After five months of treatment, he can now walk short distances even without the help of electrical stimulation.

It’s the culmination of ‘more than a decade of careful research,’ Gregoire Courtine, a neuroscientist at the Swiss Federal Institute of Technology who helped lead the research, said.

David Mzee, who suffered full paralysis of his left leg after an accident in 2010, at the Lausanne University Hospital in Spring 2018 (Picture: Getty)

Previous trials have used so-called continuous electrical stimulation of the spine, which worked well in rats, but produced less impressive results in humans.

After several months of training with the targeted pulses however, ‘our three participants were able to activate their previously paralysed muscles without electrical stimulation,’ said Courtine.

‘The result was completely unexpected,’ he added, in a video released with the publication of the research in the journal Nature Thursday.

‘They could even take a few steps overground without any support, hands-free. For me seeing this recovery was amazing.’

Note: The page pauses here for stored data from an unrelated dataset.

//! Game state and core simulation types
//!
//! Everything the frame callback and the input callbacks share lives in
//! [`GameState`], owned by the driver and passed explicitly to each step.

use glam::Vec2;
use serde::Serialize;

use super::input::InputLatch;
use crate::clamp;
use crate::tuning::Tuning;

/// The player's bike
#[derive(Debug, Clone, Copy, PartialEq, Serialize)]
pub struct Actor {
    /// Top-left corner in surface pixels (y grows downward)
    pub pos: Vec2,
    /// Width and height, fixed after creation
    pub size: Vec2,
    /// Vertical velocity in pixels per tick (negative is up)
    pub vel_y: f32,
    /// Horizontal pixels per tick per held direction key
    pub speed: f32,
    /// Lower edge rests on the ground line
    pub grounded: bool,
}

impl Actor {
    pub fn new(tuning: &Tuning) -> Self {
        Self {
            pos: Vec2::new(tuning.start_x, 0.0),
            size: Vec2::new(tuning.actor_width, tuning.actor_height),
            vel_y: 0.0,
            speed: tuning.speed,
            grounded: false,
        }
    }

    #[inline]
    pub fn width(&self) -> f32 {
        self.size.x
    }

    #[inline]
    pub fn height(&self) -> f32 {
        self.size.y
    }

    /// y coordinate of the lower edge
    #[inline]
    pub fn bottom(&self) -> f32 {
        self.pos.y + self.size.y
    }
}

/// Drawing surface dimensions and the ground band
#[derive(Debug, Clone, Copy, PartialEq, Serialize)]
pub struct Bounds {
    pub width: f32,
    pub height: f32,
    pub ground_height: f32,
}

impl Bounds {
    pub fn new(width: f32, height: f32, ground_height: f32) -> Self {
        Self {
            width,
            height,
            ground_height,
        }
    }

    /// Top edge of the ground band
    #[inline]
    pub fn ground_line(&self) -> f32 {
        self.height - self.ground_height
    }

    /// Largest x an actor of `width` may occupy (never below zero)
    #[inline]
    pub fn max_x(&self, width: f32) -> f32 {
        (self.width - width).max(0.0)
    }
}

/// Complete simulation state
#[derive(Debug, Clone, Serialize)]
pub struct GameState {
    pub actor: Actor,
    pub input: InputLatch,
    /// Gates the update step; rendering continues regardless
    pub running: bool,
    pub bounds: Bounds,
    pub tuning: Tuning,
    /// Update steps executed since the last reset
    pub frame: u64,
}

impl GameState {
    /// Create a state sized to a `width` x `height` surface, already reset
    pub fn new(width: f32, height: f32, tuning: Tuning) -> Self {
        let mut state = Self {
            actor: Actor::new(&tuning),
            input: InputLatch::default(),
            running: true,
            bounds: Bounds::new(width, height, tuning.ground_height),
            tuning,
            frame: 0,
        };
        state.reset();
        state
    }

    /// Adopt new surface dimensions (the ground band keeps its height)
    pub fn resize(&mut self, width: f32, height: f32) {
        self.bounds = Bounds::new(width, height, self.tuning.ground_height);
    }

    /// Put the actor back on the ground at the start position and resume
    pub fn reset(&mut self) {
        let ground = self.bounds.ground_line();
        let x = clamp(self.tuning.start_x, 0.0, self.bounds.max_x(self.actor.width()));
        self.actor.pos = Vec2::new(x, ground - self.actor.height());
        self.actor.vel_y = 0.0;
        self.actor.grounded = true;
        self.running = true;
        self.frame = 0;
    }

    /// Flip the running flag, returning the new value
    pub fn toggle_running(&mut self) -> bool {
        self.running = !self.running;
        self.running
    }

    /// Stop updating and drop held directions (focus lost)
    pub fn suspend(&mut self) {
        self.running = false;
        self.input.release_all();
    }
}

#[cfg(test)]
mod tests {
    use super::*;
    use crate::consts::*;

    fn state() -> GameState {
        GameState::new(800.0, 400.0, Tuning::default())
    }

    #[test]
    fn test_reset_places_actor_on_ground() {
        let s = state();
        assert_eq!(s.actor.pos.x, ACTOR_START_X);
        assert_eq!(s.actor.pos.y, 400.0 - 20.0 - ACTOR_HEIGHT);
        assert_eq!(s.actor.bottom(), s.bounds.ground_line());
        assert_eq!(s.actor.vel_y, 0.0);
        assert!(s.actor.grounded);
        assert!(s.running);
    }

    #[test]
    fn test_reset_is_idempotent() {
        let mut s = state();
        s.actor.pos = Vec2::new(500.0, 12.0);
        s.actor.vel_y = -7.0;
        s.actor.grounded = false;
        s.running = false;
        s.frame = 99;

        s.reset();
        let first = (s.actor, s.running, s.frame);
        s.reset();
        let second = (s.actor, s.running, s.frame);
        assert_eq!(first, second);
    }

    #[test]
    fn test_toggle_running() {
        let mut s = state();
        assert!(!s.toggle_running());
        assert!(s.toggle_running());
    }

    #[test]
    fn test_suspend_releases_directions() {
        let mut s = state();
        s.input.left = true;
        s.input.right = true;
        s.suspend();
        assert!(!s.running);
        assert!(!s.input.left && !s.input.right);
    }

    #[test]
    fn test_reset_keeps_start_inside_surface() {
        let tuning = Tuning {
            start_x: 900.0,
            ..Tuning::default()
        };
        let s = GameState::new(800.0, 400.0, tuning);
        assert_eq!(s.actor.pos.x, 800.0 - ACTOR_WIDTH);
    }

    #[test]
    fn test_reset_after_resize_uses_new_surface() {
        let mut s = state();
        s.resize(640.0, 300.0);
        s.reset();
        assert_eq!(s.bounds.ground_line(), 280.0);
        assert_eq!(s.actor.pos.y, 280.0 - ACTOR_HEIGHT);
        assert!(s.actor.grounded);

        s.resize(30.0, 300.0);
        s.reset();
        assert_eq!(s.actor.pos.x, 2.0);
    }

    #[test]
    fn test_max_x_collapses_on_narrow_surface() {
        let bounds = Bounds::new(10.0, 400.0, 20.0);
        assert_eq!(bounds.max_x(28.0), 0.0);
        assert_eq!(Bounds::new(800.0, 400.0, 20.0).max_x(28.0), 772.0);
    }
}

‘It was incredible to see all these patients moving their legs without electrical stimulation,’ said Jocelyne Bloch, a neurosurgeon at the University Hospital of Lausanne, who helped lead the study.

Sebastien Tobler being helped to walk (Picture: Getty)

In an independent evaluation, Chet Moritz, an associate professor at the University of Washington’s rehabilitation medicine department, praised the work.

‘The field of spinal cord injury is poised to take a giant leap forward in the treatment of what was until very recently considered incurable paralysis,’ he wrote.

Courtine warned however that it remained ‘very important to calibrate expectations,’ pointing out that all three patients still rely mostly on their wheelchairs.

The study also focused only on patients who had retained some feeling in their lower body.

Going forward, Courtine said he hoped to see the technique combined with biological treatments involving nerve repair.

He and Bloch have founded a start-up that will refine the treatment and test it on people shortly after spinal cord injuries, when the technique is likely to be more successful.

‘There is still a lot of work to do to change the lives of these people,’ Courtine said.